On Wed, Jul 23, 2014 at 07:57:09PM +0300, Boaz Harrosh wrote:
> > +/*
> > + * The user has performed a load from a hole in the file.  Allocating
> > + * a new page in the file would cause excessive storage usage for
> > + * workloads with sparse files.  We allocate a page cache page instead.
> > + * We'll kick it out of the page cache if it's ever written to,
> > + * otherwise it will simply fall out of the page cache under memory
> > + * pressure without ever having been dirtied.
> > + */
> 
> Do you like this ?? I understand that you cannot use the ZERO page or
> such global page on a page cache since each instance needs its own
> list_head/index/mapping and so on. But why use any page at all.
> 
> use a global ZERO page, either the system global, or static local to
> this system. map it to the current application VMA in question, using it's
> pfn (page_to_pfn) just like you do with real DAX-blocks from prd.

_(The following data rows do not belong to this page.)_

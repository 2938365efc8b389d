// This Source Code Form is subject to the terms of the Mozilla Public
// License, v. 2.0. If a copy of the MPL was not distributed with this
// file, You can obtain one at http://mozilla.org/MPL/2.0/.

//! QA handlers for the results `calpipe` knows how to produce.

use log::debug;

use super::{QAScore, QaHandler, QaRegistry};
use crate::{
    constants::{CANCELLED_FLAGGING_SCORE, UNCONVERGED_FLAGGING_SCORE},
    context::Context,
    flagging::{StopReason, ViewFlaggerResults},
    stages::GaincalResults,
    tasks::{CalAppPool, ResultsList, TaskResults},
};

/// A registry with every standard handler.
pub fn standard_registry() -> QaRegistry {
    let mut registry = QaRegistry::new();
    registry.add_handler(QaHandler::for_results::<GaincalResults, _>(
        "GaincalQaHandler",
        |_, results| {
            if let Some(score) = score_calapps(results.calapps(), results.vis()) {
                results.qa_mut().push(score);
            }
        },
    ));
    registry.add_handler(QaHandler::for_results::<ViewFlaggerResults, _>(
        "ViewFlaggerQaHandler",
        score_view_flagging,
    ));
    registry.add_handler(QaHandler::for_results::<ResultsList, _>(
        "ResultsListQaHandler",
        collate_list,
    ));
    registry
}

/// The fraction of proposed calibration tables that were actually produced.
fn score_calapps(calapps: &CalAppPool, vis: &str) -> Option<QAScore> {
    let num_proposed = calapps.pool().len();
    if num_proposed == 0 {
        return None;
    }
    let num_missing = calapps.errors().len();
    let score = (num_proposed - num_missing) as f64 / num_proposed as f64;
    let score = if num_missing == 0 {
        QAScore::new(
            score,
            &format!("All {num_proposed} calibration table(s) for {vis} were produced"),
            "Tables present",
        )
    } else {
        QAScore::new(
            score,
            &format!("{num_missing} of {num_proposed} calibration table(s) for {vis} are missing"),
            "Missing tables",
        )
    };
    Some(score.for_vis(vis))
}

fn score_view_flagging(_: &Context, results: &mut ViewFlaggerResults) {
    let (num_cells, num_flagged) = results.views.values().fold((0, 0), |(n, f), v| {
        (n + v.view.data().len(), f + v.view.num_flagged())
    });
    let mut scores = vec![];
    if num_cells > 0 {
        let fraction = num_flagged as f64 / num_cells as f64;
        scores.push(QAScore::new(
            1.0 - fraction,
            &format!(
                "{:.1}% of the data in {} view(s) is flagged",
                fraction * 100.0,
                results.views.len()
            ),
            "Flagged fraction",
        ));
    }

    match results.stop_reason {
        StopReason::Converged => (),
        StopReason::IterationLimit => scores.push(QAScore::new(
            UNCONVERGED_FLAGGING_SCORE,
            &format!(
                "Flagging did not converge within {} iteration(s)",
                results.niter
            ),
            "Not converged",
        )),
        StopReason::Cancelled => scores.push(QAScore::new(
            CANCELLED_FLAGGING_SCORE,
            "Flagging was cancelled",
            "Cancelled",
        )),
    }

    for score in scores {
        debug!("{}: {}", results.task_name(), score.longmsg);
        results.qa_mut().push(score);
    }
}

/// A list is as good as its worst element.
fn collate_list(_: &Context, list: &mut ResultsList) {
    let scores = list
        .iter()
        .map(|r| r.qa().representative())
        .filter(|s| s.score.is_some())
        .collect::<Vec<_>>();
    for score in scores {
        list.qa_mut().push(score);
    }
}
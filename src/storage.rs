// This Source Code Form is subject to the terms of the Mozilla Public
// License, v. 2.0. If a copy of the MPL was not distributed with this
// file, You can obtain one at http://mozilla.org/MPL/2.0/.

//! Existence checks against the storage holding calibration tables and
//! measurement sets.

use std::path::Path;

/// Something that can say whether a table exists. Calibration tables are
/// written by external solvers; `calpipe` only ever asks whether they're
/// there.
pub trait Storage {
    fn exists(&self, path: &Path) -> bool;
}

/// The local filesystem.
#[derive(Debug, Clone, Copy, Default)]
pub struct FileSystem;

impl Storage for FileSystem {
    fn exists(&self, path: &Path) -> bool {
        path.exists()
    }
}

/// Used during dry runs; every table "will exist".
#[derive(Debug, Clone, Copy, Default)]
pub(crate) struct AssumeExists;

impl Storage for AssumeExists {
    fn exists(&self, _: &Path) -> bool {
        true
    }
}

I must admit to not understanding the MM particularly well.  There would
seem to be problems with rmap when doing this kind of trick.  Also, this
is how reading from holes on regular filesystems work (except for the
part about kicking it out of page cache on a write).  A third reason is
that there are some forms of PMem which are terribly slow to write to.
I have a longer-term plan to support these memories by transparently
caching them in DRAM and only writing back to the media on flush/sync.

> Say app A reads an hole, then app B reads an hole. Both now point to the same
> zero page pfn, now say app B writes to that hole, mkwrite will convert it to
> a real dax-block pfn and will map the new pfn in the faulting vma. But what about
> app A, will it read the old pfn? who loops on all VMA's that have some mapping
> and invalidates those mapping.

That's the call to unmap_mapping_range().

> Same with truncate. App A mmap-read a block, app B does a read-mmap then a truncate.
> who loops on all VMA mappings of these blocks to invalidate them. With page-cache and
> pages we have a list of all VMA's that currently have mappings on a page, but with
> dax-pfns (dax-blocks) we do *not* have page struct, who keeps the list of current
> active vma-mappings?

Same solution ... there's a list in the address_space of all the VMAs who
have it mapped.  See truncate_pagecache() in mm/truncate.c (filesystems
usually call truncate_setsize()).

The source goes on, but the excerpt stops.